Aussitôt, il se lance dans la mise en œuvre de son programme avec une redoutable efficacité. Ses réformes, dira-t-on, sont les plus considérables, qu’un gouvernement ait jamais réalisées en l’espace de six ans : nationalisation des charbonnages, des chemins de fer, des transports routiers, de l’électricité, du gaz, de la Banque d’Angleterre, redistribution des revenus ; gamme très large de services sociaux, dont le National Health Service, le service de santé gratuit ; mise en application de la réforme de l’enseignement de 1944 ; planification et aménagement du territoire…

La plupart ont survécu jusqu’à aujourd’hui, en dépit des assauts lancés dans les années 1980 par Margaret Thatcher, qui a écorné l’État-providence, mais n’a pas pu le supprimer.

Attlee prend des mesures tout aussi décisives en politique étrangère. Très hostile au stalinisme, il soutient le plan Marshall, puis la création d’OTAN. Mais il entame aussi, de manière spectaculaire, le mouvement de décolonisation qui épargnera à son pays les guerres coloniales qui allaient miner la politique française. Sous sa direction, l’Inde, le Pakistan, Ceylan et la Birmanie conquièrent leur indépendance et l’Empire britannique se change en Commonwealth, où les anciens pays vassalisés décident de leurs propres affaires.

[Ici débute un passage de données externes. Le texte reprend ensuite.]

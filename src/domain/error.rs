//! Domain-level errors (no external dependencies)

use thiserror::Error;

use crate::domain::NodeKind;

/// Domain errors represent violations of the text tree contract and
/// malformed embedded expressions.
#[derive(Error, Debug, Clone, PartialEq, Eq)]
pub enum DomainError {
    #[error("unsupported operation on {kind} node: {operation}")]
    UnsupportedOperation {
        kind: NodeKind,
        operation: &'static str,
    },

    #[error("index {index} out of range for node with {len} children")]
    IndexOutOfRange { index: usize, len: usize },

    #[error("not a word character: {0:?}")]
    InvalidLetter(char),

    #[error("expression syntax error: {0}")]
    ExpressionSyntax(String),

    #[error("unknown operator: {0}")]
    UnknownOperator(String),
}

impl DomainError {
    /// True for errors raised by the tree contract itself.
    pub fn is_structural(&self) -> bool {
        matches!(
            self,
            DomainError::UnsupportedOperation { .. }
                | DomainError::IndexOutOfRange { .. }
                | DomainError::InvalidLetter(_)
        )
    }

    pub(crate) fn syntax(message: impl Into<String>) -> Self {
        DomainError::ExpressionSyntax(message.into())
    }
}

/// Result type for domain operations.
pub type DomainResult<T> = Result<T, DomainError>;
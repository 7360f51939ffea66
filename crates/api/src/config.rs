//! Process configuration, read once from the environment at startup.

use std::fmt::Display;
use std::str::FromStr;

use placement_core::offer::DEFAULT_OFFER_EXPIRY_HOURS;

/// Server settings.
///
/// | Env Var                 | Default                 |
/// |-------------------------|-------------------------|
/// | `HOST`                  | `0.0.0.0`               |
/// | `PORT`                  | `3000`                  |
/// | `CORS_ORIGINS`          | `http://localhost:5173` |
/// | `REQUEST_TIMEOUT_SECS`  | `30`                    |
/// | `SHUTDOWN_TIMEOUT_SECS` | `30`                    |
/// | `OFFER_EXPIRY_HOURS`    | `72`                    |
/// | `DATABASE_URL`          | required                |
#[derive(Debug, Clone)]
pub struct ServerConfig {
    pub host: String,
    pub port: u16,
    /// Browser origins allowed by CORS, from comma-separated `CORS_ORIGINS`.
    pub cors_origins: Vec<String>,
    pub request_timeout_secs: u64,
    /// Grace period for in-flight requests after a shutdown signal.
    pub shutdown_timeout_secs: u64,
    /// How long a pending offer stays open.
    pub offer_expiry_hours: i64,
    pub database_url: String,
    pub jwt: JwtConfig,
}

/// Token settings.
///
/// | Env Var                   | Default  |
/// |---------------------------|----------|
/// | `JWT_SECRET`              | required |
/// | `JWT_ACCESS_EXPIRY_MINS`  | `15`     |
/// | `JWT_REFRESH_EXPIRY_DAYS` | `7`      |
#[derive(Debug, Clone)]
pub struct JwtConfig {
    /// HS256 signing secret.
    pub secret: String,
    pub access_token_expiry_mins: i64,
    pub refresh_token_expiry_days: i64,
}

impl ServerConfig {
    /// # Panics
    ///
    /// On unparsable values or missing required variables, so a
    /// misconfigured deployment fails at boot rather than on first request.
    pub fn from_env() -> Self {
        let offer_expiry_hours = env_or("OFFER_EXPIRY_HOURS", DEFAULT_OFFER_EXPIRY_HOURS);
        assert!(offer_expiry_hours > 0, "OFFER_EXPIRY_HOURS must be positive");

        Self {
            host: env_or("HOST", "0.0.0.0".to_string()),
            port: env_or("PORT", 3000),
            cors_origins: parse_origins(&env_or(
                "CORS_ORIGINS",
                "http://localhost:5173".to_string(),
            )),
            request_timeout_secs: env_or("REQUEST_TIMEOUT_SECS", 30),
            shutdown_timeout_secs: env_or("SHUTDOWN_TIMEOUT_SECS", 30),
            offer_expiry_hours,
            database_url: required("DATABASE_URL"),
            jwt: JwtConfig::from_env(),
        }
    }
}

impl JwtConfig {
    /// # Panics
    ///
    /// When `JWT_SECRET` is missing or empty, or an expiry is not a number.
    pub fn from_env() -> Self {
        Self {
            secret: required("JWT_SECRET"),
            access_token_expiry_mins: env_or("JWT_ACCESS_EXPIRY_MINS", 15),
            refresh_token_expiry_days: env_or("JWT_REFRESH_EXPIRY_DAYS", 7),
        }
    }
}

fn env_or<T>(key: &str, default: T) -> T
where
    T: FromStr,
    T::Err: Display,
{
    match std::env::var(key) {
        Ok(raw) => raw
            .trim()
            .parse()
            .unwrap_or_else(|e| panic!("{key} has an invalid value '{raw}': {e}")),
        Err(_) => default,
    }
}

fn required(key: &str) -> String {
    match std::env::var(key) {
        Ok(value) if !value.trim().is_empty() => value,
        _ => panic!("{key} must be set"),
    }
}

/// Split a comma-separated origin list, dropping blanks.
fn parse_origins(raw: &str) -> Vec<String> {
    raw.split(',')
        .map(|s| s.trim().to_string())
        .filter(|s| !s.is_empty())
        .collect()
}
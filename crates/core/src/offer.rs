//! Offer (reservation request) lifecycle rules.

use chrono::Duration;

use crate::error::CoreError;
use crate::status::OfferStatus;
use crate::types::Timestamp;

/// Hours a pending offer stays open when no override is configured.
pub const DEFAULT_OFFER_EXPIRY_HOURS: i64 = 72;

/// Compute the expiry stamp for an offer created at `now`.
pub fn expiry_from(now: Timestamp, hours: i64) -> Timestamp {
    now + Duration::hours(hours)
}

/// A pending offer whose expiry has passed is treated as expired.
pub fn is_expired(status: OfferStatus, expires_at: Timestamp, now: Timestamp) -> bool {
    status == OfferStatus::Pending && expires_at <= now
}

/// Only pending offers can be accepted or rejected.
pub fn ensure_respondable(status: OfferStatus) -> Result<(), CoreError> {
    if status == OfferStatus::Pending {
        Ok(())
    } else {
        Err(CoreError::Conflict(format!(
            "Offer is already {status} and cannot be answered"
        )))
    }
}

/// Pending offers can always be cancelled; accepted ones only while the
/// placement process has not completed any step.
pub fn ensure_cancellable(status: OfferStatus, completed_steps: i16) -> Result<(), CoreError> {
    match status {
        OfferStatus::Pending => Ok(()),
        OfferStatus::Accepted if completed_steps == 0 => Ok(()),
        OfferStatus::Accepted => Err(CoreError::Conflict(
            "Offer cannot be cancelled once the process has started".into(),
        )),
        other => Err(CoreError::Conflict(format!(
            "Offer is already {other} and cannot be cancelled"
        ))),
    }
}

#[cfg(test)]
mod tests {
    use assert_matches::assert_matches;
    use chrono::{TimeZone, Utc};

    use super::*;

    #[test]
    fn expiry_adds_hours() {
        let now = Utc.with_ymd_and_hms(2026, 5, 1, 12, 0, 0).unwrap();
        let exp = expiry_from(now, DEFAULT_OFFER_EXPIRY_HOURS);
        assert_eq!(exp, Utc.with_ymd_and_hms(2026, 5, 4, 12, 0, 0).unwrap());
    }

    #[test]
    fn only_pending_offers_expire() {
        let now = Utc.with_ymd_and_hms(2026, 5, 1, 12, 0, 0).unwrap();
        let past = now - Duration::minutes(1);
        assert!(is_expired(OfferStatus::Pending, past, now));
        assert!(is_expired(OfferStatus::Pending, now, now));
        assert!(!is_expired(OfferStatus::Accepted, past, now));
        assert!(!is_expired(OfferStatus::Pending, now + Duration::hours(1), now));
    }

    #[test]
    fn respondable_only_when_pending() {
        assert!(ensure_respondable(OfferStatus::Pending).is_ok());
        assert_matches!(
            ensure_respondable(OfferStatus::Rejected),
            Err(CoreError::Conflict(_))
        );
    }

    #[test]
    fn cancellation_rules() {
        assert!(ensure_cancellable(OfferStatus::Pending, 0).is_ok());
        assert!(ensure_cancellable(OfferStatus::Accepted, 0).is_ok());
        assert!(ensure_cancellable(OfferStatus::Accepted, 2).is_err());
        assert!(ensure_cancellable(OfferStatus::Cancelled, 0).is_err());
    }
}
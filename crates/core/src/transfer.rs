//! Management transfer rules.

use crate::error::CoreError;
use crate::roles::Role;
use crate::status::{CvStatus, TransferStatus};
use crate::types::DbId;

/// Check the parties and CV state before a transfer request is recorded.
pub fn validate_request(
    from_user_id: DbId,
    to_user_id: DbId,
    to_role: Role,
    to_is_active: bool,
    cv_status: CvStatus,
) -> Result<(), CoreError> {
    if from_user_id == to_user_id {
        return Err(CoreError::Validation(
            "Cannot transfer a CV to its current owner".into(),
        ));
    }
    if !to_role.manages_workers() {
        return Err(CoreError::Validation(format!(
            "CVs can only be transferred to agent or recruitment accounts, not {to_role}"
        )));
    }
    if !to_is_active {
        return Err(CoreError::Validation(
            "Target account is deactivated".into(),
        ));
    }
    if !matches!(cv_status, CvStatus::Available | CvStatus::Withdrawn) {
        return Err(CoreError::Conflict(format!(
            "CV is {cv_status} and cannot be transferred"
        )));
    }
    Ok(())
}

/// Only pending transfers can be accepted, rejected or cancelled.
pub fn ensure_pending(status: TransferStatus) -> Result<(), CoreError> {
    if status == TransferStatus::Pending {
        Ok(())
    } else {
        Err(CoreError::Conflict(format!("Transfer is already {status}")))
    }
}
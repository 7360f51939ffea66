pub mod admin;
pub mod auth;
pub mod cvs;
pub mod dashboard;
pub mod health;
pub mod jobs;
pub mod notifications;
pub mod offers;
pub mod payments;
pub mod transfers;

use axum::Router;

use crate::state::AppState;

/// Build the `/api/v1` route tree.
///
/// Route hierarchy:
///
/// ```text
/// /auth/register, /auth/login, /auth/refresh       public
/// /auth/logout, /auth/me                           requires auth
///
/// /admin/roles                                     seeded roles (admin only)
/// /admin/users                                     list, create
/// /admin/users/{id}                                get, update, deactivate
/// /admin/users/{id}/reset-password                 reset password
///
/// /cvs                                             list, create
/// /cvs/mrz                                         passport MRZ prefill
/// /cvs/{id}                                        get, update, delete
/// /cvs/{id}/withdraw, /cvs/{id}/publish            availability toggle
/// /cvs/{id}/process                                placement progress
/// /cvs/{id}/process/advance, /process/revert       step changes
///
/// /jobs                                            list, create
/// /jobs/{id}                                       get, update, delete
/// /jobs/{id}/close                                 close posting
///
/// /offers                                          list, create
/// /offers/{id}                                     get
/// /offers/{id}/accept, /reject, /cancel            respond or withdraw
///
/// /transfers                                       list, create
/// /transfers/{id}                                  get
/// /transfers/{id}/accept, /reject, /cancel         respond or withdraw
///
/// /payments                                        list, create
/// /payments/{id}                                   get
/// /payments/{id}/confirm, /reject                  admin review
///
/// /notifications                                   caller's inbox
/// /notifications/unread-count, /read-all
/// /notifications/{id}/read
///
/// /dashboard                                       caller-scoped counters
/// ```
pub fn api_routes() -> Router<AppState> {
    Router::new()
        .nest("/auth", auth::router())
        .nest("/admin", admin::router())
        .nest("/cvs", cvs::router())
        .nest("/jobs", jobs::router())
        .nest("/offers", offers::router())
        .nest("/transfers", transfers::router())
        .nest("/payments", payments::router())
        .nest("/notifications", notifications::router())
        .nest("/dashboard", dashboard::router())
}
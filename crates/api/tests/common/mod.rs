#![allow(dead_code)]

use axum::body::Body;
use axum::http::{Method, Request, Response, StatusCode};
use axum::Router;
use http_body_util::BodyExt;
use placement_api::auth::jwt::generate_access_token;
use placement_api::auth::password::hash_password;
use placement_api::config::{JwtConfig, ServerConfig};
use placement_api::router::build_app_router;
use placement_api::state::AppState;
use placement_core::roles::Role;
use placement_db::models::user::{CreateUser, User};
use placement_db::repositories::{RoleRepo, UserRepo};
use sqlx::PgPool;
use tower::ServiceExt;

/// Password used for every user created through [`create_user`].
pub const TEST_PASSWORD: &str = "correct-horse-battery";

/// Build a test `ServerConfig` with safe defaults.
pub fn test_config() -> ServerConfig {
    ServerConfig {
        host: "127.0.0.1".to_string(),
        port: 0,
        cors_origins: vec!["http://localhost:5173".to_string()],
        request_timeout_secs: 30,
        shutdown_timeout_secs: 30,
        offer_expiry_hours: 72,
        database_url: String::new(),
        jwt: JwtConfig {
            secret: "test-secret-key-for-integration-tests".to_string(),
            access_token_expiry_mins: 15,
            refresh_token_expiry_days: 7,
        },
    }
}

/// Build the full application router over `pool`, with the production
/// middleware stack.
pub fn build_test_app(pool: PgPool) -> Router {
    let config = test_config();
    let state = AppState::new(pool, config.clone());
    build_app_router(state, &config)
}

/// Insert a user with [`TEST_PASSWORD`] directly through the repository.
pub async fn create_user(pool: &PgPool, username: &str, role: Role) -> User {
    let role_id = RoleRepo::id_of(pool, role).await.unwrap();
    UserRepo::create(
        pool,
        &CreateUser {
            username: username.to_string(),
            email: format!("{username}@example.com"),
            password_hash: hash_password(TEST_PASSWORD).unwrap(),
            role_id,
            company_name: None,
            phone: None,
        },
    )
    .await
    .unwrap()
}

/// Mint an access token without going through `/auth/login`.
pub fn token_for(user: &User, role: Role) -> String {
    generate_access_token(user.id, role, &test_config().jwt).unwrap()
}

/// Create a user and return it with a ready-to-use access token.
pub async fn user_with_token(pool: &PgPool, username: &str, role: Role) -> (User, String) {
    let user = create_user(pool, username, role).await;
    let token = token_for(&user, role);
    (user, token)
}

/// A valid CV body; vary `passport` between CVs in the same test.
pub fn cv_body(passport: &str) -> serde_json::Value {
    serde_json::json!({
        "full_name": "Maria Santos",
        "passport_number": passport,
        "nationality": "Philippines",
        "gender": "female",
        "date_of_birth": "1995-05-20",
        "marital_status": "single",
        "profession": "Housemaid",
        "experience_years": 4,
        "languages": ["English", "Tagalog"],
        "expected_salary": 1500
    })
}

// ---------------------------------------------------------------------------
// Request helpers
// ---------------------------------------------------------------------------

pub async fn body_json(response: Response<Body>) -> serde_json::Value {
    let bytes = response.into_body().collect().await.unwrap().to_bytes();
    serde_json::from_slice(&bytes).unwrap()
}

async fn send(
    app: Router,
    method: Method,
    uri: &str,
    token: Option<&str>,
    body: Option<serde_json::Value>,
) -> Response<Body> {
    let mut builder = Request::builder().method(method).uri(uri);
    if let Some(token) = token {
        builder = builder.header("Authorization", format!("Bearer {token}"));
    }
    let request = match body {
        Some(json) => builder
            .header("Content-Type", "application/json")
            .body(Body::from(json.to_string()))
            .unwrap(),
        None => builder.body(Body::empty()).unwrap(),
    };
    app.oneshot(request).await.unwrap()
}

pub async fn get(app: Router, uri: &str) -> Response<Body> {
    send(app, Method::GET, uri, None, None).await
}

pub async fn get_auth(app: Router, uri: &str, token: &str) -> Response<Body> {
    send(app, Method::GET, uri, Some(token), None).await
}

pub async fn post_json(app: Router, uri: &str, body: serde_json::Value) -> Response<Body> {
    send(app, Method::POST, uri, None, Some(body)).await
}

pub async fn post_auth(app: Router, uri: &str, token: &str) -> Response<Body> {
    send(app, Method::POST, uri, Some(token), None).await
}

pub async fn post_json_auth(
    app: Router,
    uri: &str,
    body: serde_json::Value,
    token: &str,
) -> Response<Body> {
    send(app, Method::POST, uri, Some(token), Some(body)).await
}

pub async fn put_json_auth(
    app: Router,
    uri: &str,
    body: serde_json::Value,
    token: &str,
) -> Response<Body> {
    send(app, Method::PUT, uri, Some(token), Some(body)).await
}

pub async fn delete_auth(app: Router, uri: &str, token: &str) -> Response<Body> {
    send(app, Method::DELETE, uri, Some(token), None).await
}

/// Assert the status and return the parsed body, printing it on mismatch.
pub async fn expect_status(response: Response<Body>, status: StatusCode) -> serde_json::Value {
    let actual = response.status();
    let json = body_json(response).await;
    assert_eq!(actual, status, "unexpected status, body: {json}");
    json
}
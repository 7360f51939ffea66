//! Bearer-token authentication.

use axum::extract::FromRequestParts;
use axum::http::header::AUTHORIZATION;
use axum::http::request::Parts;
use placement_core::access::Actor;
use placement_core::error::CoreError;
use placement_core::roles::Role;
use placement_core::types::DbId;

use crate::auth::jwt::validate_token;
use crate::error::AppError;
use crate::state::AppState;

/// The caller named by a valid `Authorization: Bearer <jwt>` header.
///
/// The role is read from the token, so a role change applies from the next
/// access token the user obtains.
#[derive(Debug, Clone, Copy)]
pub struct AuthUser {
    pub user_id: DbId,
    pub role: Role,
}

impl AuthUser {
    /// The principal handed to access checks and repositories.
    pub fn actor(&self) -> Actor {
        Actor::new(self.user_id, self.role)
    }
}

impl FromRequestParts<AppState> for AuthUser {
    type Rejection = AppError;

    async fn from_request_parts(
        parts: &mut Parts,
        state: &AppState,
    ) -> Result<Self, Self::Rejection> {
        let token = bearer_token(parts)?;
        let claims = validate_token(token, &state.config.jwt).map_err(|e| {
            tracing::debug!(error = %e, "Rejected access token");
            unauthorized("Invalid or expired token")
        })?;

        Ok(AuthUser {
            user_id: claims.sub,
            role: claims.role,
        })
    }
}

/// The token part of the header. The scheme is matched case-insensitively.
fn bearer_token(parts: &Parts) -> Result<&str, AppError> {
    let header = parts
        .headers
        .get(AUTHORIZATION)
        .and_then(|v| v.to_str().ok())
        .ok_or_else(|| unauthorized("Missing Authorization header"))?;

    match header.split_once(' ') {
        Some((scheme, token))
            if scheme.eq_ignore_ascii_case("bearer") && !token.trim().is_empty() =>
        {
            Ok(token.trim())
        }
        _ => Err(unauthorized(
            "Invalid Authorization format. Expected: Bearer <token>",
        )),
    }
}

fn unauthorized(message: &str) -> AppError {
    AppError::Core(CoreError::Unauthorized(message.into()))
}
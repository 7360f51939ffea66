//! Notification kinds and entity tags written alongside domain changes.

pub const KIND_OFFER_RECEIVED: &str = "offer_received";
pub const KIND_OFFER_ACCEPTED: &str = "offer_accepted";
pub const KIND_OFFER_REJECTED: &str = "offer_rejected";
pub const KIND_OFFER_CANCELLED: &str = "offer_cancelled";
pub const KIND_TRANSFER_REQUESTED: &str = "transfer_requested";
pub const KIND_TRANSFER_ACCEPTED: &str = "transfer_accepted";
pub const KIND_TRANSFER_REJECTED: &str = "transfer_rejected";
pub const KIND_TRANSFER_CANCELLED: &str = "transfer_cancelled";
pub const KIND_PROCESS_ADVANCED: &str = "process_advanced";
pub const KIND_PROCESS_REVERTED: &str = "process_reverted";
pub const KIND_PAYMENT_RECORDED: &str = "payment_recorded";
pub const KIND_PAYMENT_REVIEWED: &str = "payment_reviewed";

pub const ENTITY_OFFER: &str = "offer";
pub const ENTITY_TRANSFER: &str = "transfer";
pub const ENTITY_PROCESS: &str = "process";
pub const ENTITY_PAYMENT: &str = "payment";
//! Status enums mapping to SMALLINT lookup tables.
//!
//! Each enum variant's discriminant matches the seed data order (1-based)
//! in the corresponding `*_statuses` database table.

/// Status ID type matching SMALLINT in the database.
pub type StatusId = i16;

macro_rules! define_status_enum {
    (
        $(#[$meta:meta])*
        $name:ident {
            $( $(#[$vmeta:meta])* $variant:ident = $val:literal => $label:literal ),+ $(,)?
        }
    ) => {
        $(#[$meta])*
        #[repr(i16)]
        #[derive(Debug, Clone, Copy, PartialEq, Eq, Hash)]
        pub enum $name {
            $( $(#[$vmeta])* $variant = $val ),+
        }

        impl $name {
            /// Return the database status ID.
            pub fn id(self) -> StatusId {
                self as StatusId
            }

            /// Look up a variant by its database ID.
            pub fn from_id(id: StatusId) -> Option<Self> {
                match id {
                    $( $val => Some($name::$variant), )+
                    _ => None,
                }
            }

            /// Lowercase name as seeded in the lookup table.
            pub fn name(self) -> &'static str {
                match self {
                    $( $name::$variant => $label, )+
                }
            }

            /// Look up a variant by its lookup-table name.
            pub fn from_name(name: &str) -> Option<Self> {
                match name {
                    $( $label => Some($name::$variant), )+
                    _ => None,
                }
            }
        }

        impl From<$name> for StatusId {
            fn from(value: $name) -> Self {
                value as StatusId
            }
        }

        impl std::fmt::Display for $name {
            fn fmt(&self, f: &mut std::fmt::Formatter<'_>) -> std::fmt::Result {
                f.write_str(self.name())
            }
        }
    };
}

define_status_enum! {
    /// Worker profile lifecycle.
    CvStatus {
        Available = 1 => "available",
        Reserved = 2 => "reserved",
        InProcess = 3 => "in_process",
        Deployed = 4 => "deployed",
        Withdrawn = 5 => "withdrawn",
    }
}

define_status_enum! {
    /// Job posting status.
    JobStatus {
        Open = 1 => "open",
        Closed = 2 => "closed",
    }
}

define_status_enum! {
    /// Offer (reservation request) status.
    OfferStatus {
        Pending = 1 => "pending",
        Accepted = 2 => "accepted",
        Rejected = 3 => "rejected",
        Cancelled = 4 => "cancelled",
        Expired = 5 => "expired",
    }
}

define_status_enum! {
    /// Management transfer status.
    TransferStatus {
        Pending = 1 => "pending",
        Accepted = 2 => "accepted",
        Rejected = 3 => "rejected",
        Cancelled = 4 => "cancelled",
    }
}

define_status_enum! {
    /// Manually recorded payment review status.
    PaymentStatus {
        Pending = 1 => "pending",
        Confirmed = 2 => "confirmed",
        Rejected = 3 => "rejected",
    }
}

Telle fut l’œuvre de ce travailliste sans éclat personnel, qui a humanisé le capitalisme britannique, même si les gouvernements conservateurs se sont ensuite acharnés à limiter l’ampleur des réformes.

Ainsi, dans le taxi « vide » de Churchill, il y avait, modestement assis sur le siège arrière, celui que plusieurs sondages réalisés au Royaume-Uni désignent comme le Premier ministre le plus important du siècle.